In July 1978, Brown-Forman Distillers Corporation was approached by the owners of Southern Comfort Corporation with an offer to sell the company at a price of $94.6 million. At the time of the offer, Brown-Forman was the fifth-largest distiller in the United States, but if Brown-Forman were to accept the offer, it would affect their competitive position.
In regards to the offer, Brown-Forman needed to make three key decisions: (1) should Brown-Forman acquire Southern Comfort Corporation, (2) if this is recommended, is $94.6 million a fair price to pay, and (3) what are the likely effects of the acquisition on the company’s stock price?
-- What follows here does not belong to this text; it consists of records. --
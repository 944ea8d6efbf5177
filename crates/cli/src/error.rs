//! Error types for CLI operations.

use thiserror::Error;

/// CLI-specific error types
#[derive(Error, Debug)]
pub enum CliError {
    /// Configuration file not found
    #[error("Configuration file not found: {path}")]
    ConfigNotFound { path: String },

    /// Pipeline execution error
    #[error("Pipeline execution failed: {message}")]
    PipelineExecution { message: String },

    /// Error from a pipeline crate
    #[error(transparent)]
    Telemetry(#[from] contracts::TelemetryError),

    /// IO error
    #[error("IO error: {0}")]
    Io(#[from] std::io::Error),

    /// Generic error wrapper
    #[error("{0}")]
    Other(#[from] anyhow::Error),
}

impl CliError {
    pub fn config_not_found(path: impl Into<String>) -> Self {
        Self::ConfigNotFound { path: path.into() }
    }

    pub fn pipeline_execution(message: impl Into<String>) -> Self {
        Self::PipelineExecution {
            message: message.into(),
        }
    }
}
In 1977, Brown-Forman had adopted several long-term financial goals regarding their performance, most notably:
(1) Hurdle rates for investment: The target hurdle rate for investments (calculated as the return on total capital employed) was 14% for new capital projects in the distilling industry and 12% for investments in projects already in place,
(2) Size of the capital budget through 1980: Planned investment already included $86 million for advertising and promotion, $39 million in barreled whiskey inventory, and $19 million in new plant and equipment,
(3) Target Capital Structure: Total capital structure, which can be described as the ratio of total debt to total tangible capital, was targeted at 26.6%, and
(4) Dividend payout: The dividend payout ratio was targeted at a range of 30 to 35%.
These goals were included as criteria for our quantitative analysis of whether or not Brown-Forman should purchase Southern Comfort Corporation.
Free cash flow projections for the DCF analysis were provided within the case. To attribute value to the cash flows for the years beyond the projection period, a terminal value was calculated by capitalizing the normalized cash flows beyond 1988. The capitalization rate used was the discount rate less a four percent long-term...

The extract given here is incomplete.